French Sand Racing Championship
- Category: Motorcycle racing
- Country: France
- Inaugural season: 2005
- Current champions: Motos: Todd Kellett; Quads: Harry Walker;
- Official website: www.courses-sur-sable.fr

= French Sand Racing Championship =

The French Sand Racing Championship (fr:Championnat de France des sables) (CFS) is a sand racing competition for motorcycles and quads run annually between October and February. It was created by the French Motorcycling Federation (FFM) in 2005. Although a national championship, it attracts many international riders.

==History==

The Bud Sand Race à Magescq was added to the calendar in 2019.

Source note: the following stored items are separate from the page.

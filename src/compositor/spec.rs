//! # 合成参数模型
//!
//! ## 设计思路
//!
//! 缩放、平移、适配模式不再作为分散的可变字段存在，而是收拢为一个不可变的
//! `CompositionSpec` 值。每次参数变化都生成新值并整体替换，
//! 这样布局计算天然是纯函数，测试无需真实画布。
//!
//! ## 实现思路
//!
//! - 目标尺寸在构造时确定，之后不提供修改入口。
//! - `with_*` 方法返回新值，并把输入收敛到合法区间（对齐滑块取值范围）。

use std::fmt;
use std::str::FromStr;

use serde::{Deserialize, Serialize};

use super::{CompositorError, TargetSize};

pub const MIN_ZOOM: f64 = 0.1;
pub const MAX_ZOOM: f64 = 3.0;
pub const DEFAULT_ZOOM: f64 = 1.0;

/// 源图映射到目标画布的策略。
#[derive(Debug, Clone, Copy, Default, PartialEq, Eq, Hash, Serialize, Deserialize)]
#[serde(rename_all = "lowercase")]
pub enum FitMode {
    /// 等比放大至铺满画布，溢出部分裁掉。
    #[default]
    Cover,
    /// 等比缩放至完整可见，空白处填充背景色。
    Contain,
    /// 直接拉伸到画布尺寸，忽略宽高比。
    Stretch,
}

impl FitMode {
    pub fn as_str(self) -> &'static str {
        match self {
            Self::Cover => "cover",
            Self::Contain => "contain",
            Self::Stretch => "stretch",
        }
    }
}

impl FromStr for FitMode {
    type Err = CompositorError;

    fn from_str(s: &str) -> Result<Self, Self::Err> {
        match s.trim().to_lowercase().as_str() {
            "cover" => Ok(Self::Cover),
            "contain" => Ok(Self::Contain),
            "stretch" => Ok(Self::Stretch),
            other => Err(CompositorError::InvalidSpec(format!(
                "未知适配模式：{}（可选：cover / contain / stretch）",
                other
            ))),
        }
    }
}

impl fmt::Display for FitMode {
    fn fmt(&self, f: &mut fmt::Formatter<'_>) -> fmt::Result {
        f.write_str(self.as_str())
    }
}

/// 画布背景色（不透明 sRGB）。
#[derive(Debug, Clone, Copy, Default, PartialEq, Eq, Hash, Serialize, Deserialize)]
pub struct Background {
    pub r: u8,
    pub g: u8,
    pub b: u8,
}

impl Background {
    pub const BLACK: Background = Background { r: 0, g: 0, b: 0 };

    pub const fn rgb(r: u8, g: u8, b: u8) -> Self {
        Self { r, g, b }
    }

    pub fn to_pixel(self) -> image::Rgb<u8> {
        image::Rgb([self.r, self.g, self.b])
    }
}

impl FromStr for Background {
    type Err = CompositorError;

    /// 支持 `#rrggbb` 与 `rrggbb`。
    fn from_str(s: &str) -> Result<Self, Self::Err> {
        let hex = s.trim().trim_start_matches('#');
        let invalid = || CompositorError::InvalidSpec(format!("无效背景色：{}", s));

        if hex.len() != 6 || !hex.is_ascii() {
            return Err(invalid());
        }

        let channel = |range: std::ops::Range<usize>| {
            u8::from_str_radix(&hex[range], 16).map_err(|_| invalid())
        };

        Ok(Self {
            r: channel(0..2)?,
            g: channel(2..4)?,
            b: channel(4..6)?,
        })
    }
}

impl fmt::Display for Background {
    fn fmt(&self, f: &mut fmt::Formatter<'_>) -> fmt::Result {
        write!(f, "#{:02x}{:02x}{:02x}", self.r, self.g, self.b)
    }
}

/// 一次合成会话的全部参数。
///
/// 字段只读；需要变化时通过 `with_*` 得到新值。
#[derive(Debug, Clone, Copy, PartialEq, Serialize)]
pub struct CompositionSpec {
    target: TargetSize,
    fit_mode: FitMode,
    zoom: f64,
    offset_x: i32,
    offset_y: i32,
    background: Background,
}

impl CompositionSpec {
    /// 以默认参数（cover / 1.0 / 无偏移 / 黑色背景）创建。
    pub fn new(target: TargetSize) -> Self {
        Self {
            target,
            fit_mode: FitMode::default(),
            zoom: DEFAULT_ZOOM,
            offset_x: 0,
            offset_y: 0,
            background: Background::BLACK,
        }
    }

    pub fn target(&self) -> TargetSize {
        self.target
    }

    pub fn fit_mode(&self) -> FitMode {
        self.fit_mode
    }

    pub fn zoom(&self) -> f64 {
        self.zoom
    }

    pub fn offset_x(&self) -> i32 {
        self.offset_x
    }

    pub fn offset_y(&self) -> i32 {
        self.offset_y
    }

    pub fn background(&self) -> Background {
        self.background
    }

    pub fn with_fit_mode(self, fit_mode: FitMode) -> Self {
        Self { fit_mode, ..self }
    }

    /// 缩放收敛到 `[0.1, 3.0]`；非有限值回到默认 1.0。
    pub fn with_zoom(self, zoom: f64) -> Self {
        let zoom = if zoom.is_finite() {
            zoom.clamp(MIN_ZOOM, MAX_ZOOM)
        } else {
            DEFAULT_ZOOM
        };
        Self { zoom, ..self }
    }

    /// 偏移分别收敛到 `[-width, width]` 与 `[-height, height]`。
    pub fn with_offset(self, offset_x: i32, offset_y: i32) -> Self {
        let max_x = i32::try_from(self.target.width).unwrap_or(i32::MAX);
        let max_y = i32::try_from(self.target.height).unwrap_or(i32::MAX);
        Self {
            offset_x: offset_x.clamp(-max_x, max_x),
            offset_y: offset_y.clamp(-max_y, max_y),
            ..self
        }
    }

    pub fn with_background(self, background: Background) -> Self {
        Self { background, ..self }
    }

    /// 恢复缩放与偏移为默认值，保留模式与背景。
    pub fn reset_transform(self) -> Self {
        Self {
            zoom: DEFAULT_ZOOM,
            offset_x: 0,
            offset_y: 0,
            ..self
        }
    }
}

Swedish group Pierce AB/24MX had been the title sponsor for a number of years. Following a downturn in trade due to COVID-19 they withdrew their sponsorship. Motocross parts and accessory manufacturer 3AS Racing took over sponsorship for the 2021 championship. Their owner, Frédéric Lemeunier, was the creator of the Berck Beach-cross.

With COVID-19 restrictions in place in France the 2020/2021 championship was cancelled.

Following disagreements between the FFM and the race organisers, the Bud Sand Race à Magescq was dropped from the championship in December 2023.

There was a fuel shortage in France in October 2022 as a result of oil refinery workers striking leading to the opening round of the CFS, the Berck Beach-Cross, to be cancelled.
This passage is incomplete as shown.